■ **REQUIREMENT**
Copy out, precisely as given, the lines from the line with "reference_day - Duration::days(offset))" to the end of the entries that follow.

____ PROVIDED DATA

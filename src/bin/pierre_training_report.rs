// ABOUTME: Pierre training report CLI - one run from export to written report
// ABOUTME: Parses flags, loads .env, initializes logging, and maps failures to exit codes
//
// SPDX-License-Identifier: MIT OR Apache-2.0
// Copyright (c) 2025 Pierre Fitness Intelligence
//!
//! Usage:
//! ```bash
//! # Analyze the configured export and write today's report
//! pierre-training-report
//!
//! # Analyze a zipped CSV export for a past week
//! pierre-training-report --data export.zip --date 2025-03-10
//!
//! # Inspect the prompt without calling the model
//! pierre-training-report --print-prompt
//! ```

use std::path::PathBuf;
use std::process::ExitCode;

use chrono::NaiveDate;
use clap::Parser;
use pierre_core::errors::AppError;
use pierre_intelligence::window::reference_from_date;
use pierre_training_report::config::{ConfigOverrides, ReportConfig};
use pierre_training_report::logging::LoggingConfig;
use pierre_training_report::pipeline::{run, RunOptions, RunOutcome};
use tracing::info;

#[derive(Parser)]
#[command(
    name = "pierre-training-report",
    about = "Generate a training report from a fitness-tracker export",
    long_about = "Summarizes the trailing week of a Garmin export (activities, climbing, sleep, recovery) and asks Claude for a daily training report."
)]
struct Cli {
    /// Export to analyze: markdown document, CSV directory, or zip archive
    #[arg(long)]
    data: Option<PathBuf>,

    /// Directory receiving the report
    #[arg(long)]
    output_dir: Option<PathBuf>,

    /// Personal trainer skill file
    #[arg(long)]
    skill: Option<PathBuf>,

    /// Model identifier
    #[arg(long)]
    model: Option<String>,

    /// Completion token limit
    #[arg(long)]
    max_tokens: Option<u32>,

    /// Reference date (YYYY-MM-DD); the report covers the seven days before it
    #[arg(long)]
    date: Option<NaiveDate>,

    /// Print the prompt to stdout instead of calling the model
    #[arg(long)]
    print_prompt: bool,

    /// Enable debug logging
    #[arg(long, short = 'v')]
    verbose: bool,
}

impl Cli {
    fn overrides(&self) -> ConfigOverrides {
        ConfigOverrides {
            data_path: self.data.clone(),
            output_dir: self.output_dir.clone(),
            skill_path: self.skill.clone(),
            model: self.model.clone(),
            max_tokens: self.max_tokens,
        }
    }
}

fn failure(e: &AppError) -> ExitCode {
    eprintln!("Error: {e}");
    ExitCode::from(u8::try_from(e.exit_code()).unwrap_or(1))
}

#[tokio::main(flavor = "current_thread")]
async fn main() -> ExitCode {
    let cli = Cli::parse();

    // A missing .env file is fine; the environment may already be set
    dotenvy::dotenv().ok();

    if let Err(e) = LoggingConfig::from_env().verbose(cli.verbose).init() {
        eprintln!("Failed to initialize logging: {e}");
    }

    let config = match ReportConfig::from_env() {
        Ok(config) => config.apply_overrides(cli.overrides()),
        Err(e) => return failure(&e),
    };

    let options = RunOptions {
        reference: cli.date.map(reference_from_date),
        prompt_only: cli.print_prompt,
    };

    match run(&config, options).await {
        Ok(RunOutcome::Prompt(prompt)) => {
            println!("{}", prompt.user_message);
            ExitCode::SUCCESS
        }
        Ok(RunOutcome::Report(path)) => {
            info!(path = %path.display(), "Report generated successfully");
            ExitCode::SUCCESS
        }
        Err(e) => failure(&e),
    }
}
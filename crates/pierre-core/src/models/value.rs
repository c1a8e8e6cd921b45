// ABOUTME: Single-cell values and activity identifiers
// ABOUTME: Display rules shared by every narrative that prints raw export values
//
// SPDX-License-Identifier: MIT OR Apache-2.0
// Copyright (c) 2025 Pierre Fitness Intelligence

use chrono::{DateTime, Utc};
use serde::{Deserialize, Serialize};
use std::fmt;

/// Largest magnitude printed as an integer without a fractional part
const MAX_INTEGRAL_DISPLAY: f64 = 1e15;

/// A single non-missing cell of a table
#[derive(Debug, Clone, PartialEq, Serialize, Deserialize)]
#[serde(untagged)]
pub enum CellValue {
    /// Numeric cell
    Number(f64),
    /// Textual cell
    Text(String),
    /// Timestamp cell (only the normalized time column)
    Timestamp(DateTime<Utc>),
}

impl CellValue {
    /// Numeric value, if this is a number
    #[must_use]
    pub const fn as_number(&self) -> Option<f64> {
        match self {
            Self::Number(value) => Some(*value),
            _ => None,
        }
    }

    /// Timestamp value, if this is a timestamp
    #[must_use]
    pub const fn as_timestamp(&self) -> Option<DateTime<Utc>> {
        match self {
            Self::Timestamp(value) => Some(*value),
            _ => None,
        }
    }
}

impl fmt::Display for CellValue {
    fn fmt(&self, f: &mut fmt::Formatter<'_>) -> fmt::Result {
        match self {
            Self::Number(value) => f.write_str(&format_number(*value)),
            Self::Text(value) => f.write_str(value),
            Self::Timestamp(value) => write!(f, "{}", value.format("%Y-%m-%d %H:%M:%S")),
        }
    }
}

/// Format a number the way it reads in a report: whole numbers without a fraction
#[must_use]
pub fn format_number(value: f64) -> String {
    if value.is_finite() && value.fract().abs() < f64::EPSILON && value.abs() < MAX_INTEGRAL_DISPLAY {
        format!("{}", value as i64)
    } else {
        format!("{value}")
    }
}

/// Identifier joining an activity to its climbing detail records
///
/// Identifiers may load as numbers or text depending on the export; both
/// normalize to the same textual key so `12345` and `"12345"` match.
#[derive(Debug, Clone, PartialEq, Eq, Hash, PartialOrd, Ord, Serialize, Deserialize)]
pub struct ActivityId(String);

impl ActivityId {
    /// Create an identifier from its textual form
    #[must_use]
    pub fn new(id: impl Into<String>) -> Self {
        Self(id.into().trim().to_owned())
    }

    /// Normalize a cell into an identifier
    #[must_use]
    pub fn from_cell(cell: &CellValue) -> Option<Self> {
        let key = cell.to_string();
        let key = key.trim();
        if key.is_empty() {
            None
        } else {
            Some(Self(key.to_owned()))
        }
    }

    /// Textual form of the identifier
    #[must_use]
    pub fn as_str(&self) -> &str {
        &self.0
    }
}

impl From<i64> for ActivityId {
    fn from(id: i64) -> Self {
        Self(id.to_string())
    }
}

impl fmt::Display for ActivityId {
    fn fmt(&self, f: &mut fmt::Formatter<'_>) -> fmt::Result {
        f.write_str(&self.0)
    }
}

#[cfg(test)]
mod tests {
    use super::*;

    #[test]
    fn test_format_number_drops_integral_fraction() {
        assert_eq!(format_number(82.0), "82");
        assert_eq!(format_number(5.1), "5.1");
        assert_eq!(format_number(-3.0), "-3");
    }

    #[test]
    fn test_numeric_and_textual_ids_match() {
        let numeric = ActivityId::from_cell(&CellValue::Number(12345.0));
        let textual = ActivityId::from_cell(&CellValue::Text("12345".to_owned()));
        assert_eq!(numeric, textual);
        assert_eq!(numeric, Some(ActivityId::from(12345)));
    }
}
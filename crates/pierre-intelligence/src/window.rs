// ABOUTME: Trailing seven-day window and most-recent-N selection over timestamped records
// ABOUTME: Shared by the narrator, the discipline analyzer, and the recovery aggregator
//
// SPDX-License-Identifier: MIT OR Apache-2.0
// Copyright (c) 2025 Pierre Fitness Intelligence

use chrono::{DateTime, Duration, NaiveDate, NaiveTime, TimeZone, Utc};
use pierre_core::constants::windows::WEEK_DAYS;
use pierre_core::models::Timestamped;

/// Resolve the reference instant of a run, defaulting to now (UTC)
#[must_use]
pub fn resolve_reference(reference: Option<DateTime<Utc>>) -> DateTime<Utc> {
    reference.unwrap_or_else(Utc::now)
}

/// Reference instant for a calendar date: midnight UTC
#[must_use]
pub fn reference_from_date(date: NaiveDate) -> DateTime<Utc> {
    Utc.from_utc_datetime(&date.and_time(NaiveTime::MIN))
}

/// The half-open interval `[midnight(reference - 7 days), reference)`
#[derive(Debug, Clone, Copy, PartialEq, Eq)]
pub struct TrailingWindow {
    start: DateTime<Utc>,
    end: DateTime<Utc>,
}

impl TrailingWindow {
    /// Window of the seven days before `reference`
    #[must_use]
    pub fn ending_at(reference: DateTime<Utc>) -> Self {
        let first_day = (reference - Duration::days(WEEK_DAYS)).date_naive();
        Self {
            start: reference_from_date(first_day),
            end: reference,
        }
    }

    /// Inclusive lower bound
    #[must_use]
    pub const fn start(&self) -> DateTime<Utc> {
        self.start
    }

    /// Exclusive upper bound (the reference instant)
    #[must_use]
    pub const fn end(&self) -> DateTime<Utc> {
        self.end
    }

    /// Whether `instant` falls inside the window
    #[must_use]
    pub fn contains(&self, instant: DateTime<Utc>) -> bool {
        self.start <= instant && instant < self.end
    }

    /// The seven calendar days strictly before the reference date, oldest first
    #[must_use]
    pub fn prior_days(&self) -> Vec<NaiveDate> {
        let reference_day = self.end.date_naive();
        (1..=WEEK_DAYS)
            .rev()
            .map(|offset| reference_day - Duration::days(offset))
            .collect()
    }
}

/// Sort records by timestamp, oldest first
///
/// The sort is stable; records without a timestamp come before every timestamped one.
#[must_use]
pub fn chronological<T: Timestamped>(mut records: Vec<T>) -> Vec<T> {
    records.sort_by_key(T::time);
    records
}

/// The `count` most recent records in chronological order
#[must_use]
pub fn most_recent<T: Timestamped>(records: Vec<T>, count: usize) -> Vec<T> {
    let mut sorted = chronological(records);
    let skip = sorted.len().saturating_sub(count);
    sorted.drain(..skip);
    sorted
}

________

■ **FINISHED EXERCISE**
            .map(|offset| reference_day - Duration::days(offset))
            .collect()
    }
}

/// Sort records by timestamp, oldest first
///
/// The sort is stable; records without a timestamp come before every timestamped one.
#[must_use]
pub fn chronological<T: Timestamped>(mut records: Vec<T>) -> Vec<T> {
    records.sort_by_key(T::time);
    records
}

/// The `count` most recent records in chronological order
#[must_use]
pub fn most_recent<T: Timestamped>(records: Vec<T>, count: usize) -> Vec<T> {
    let mut sorted = chronological(records);
    let skip = sorted.len().saturating_sub(count);
    sorted.drain(..skip);
    sorted
}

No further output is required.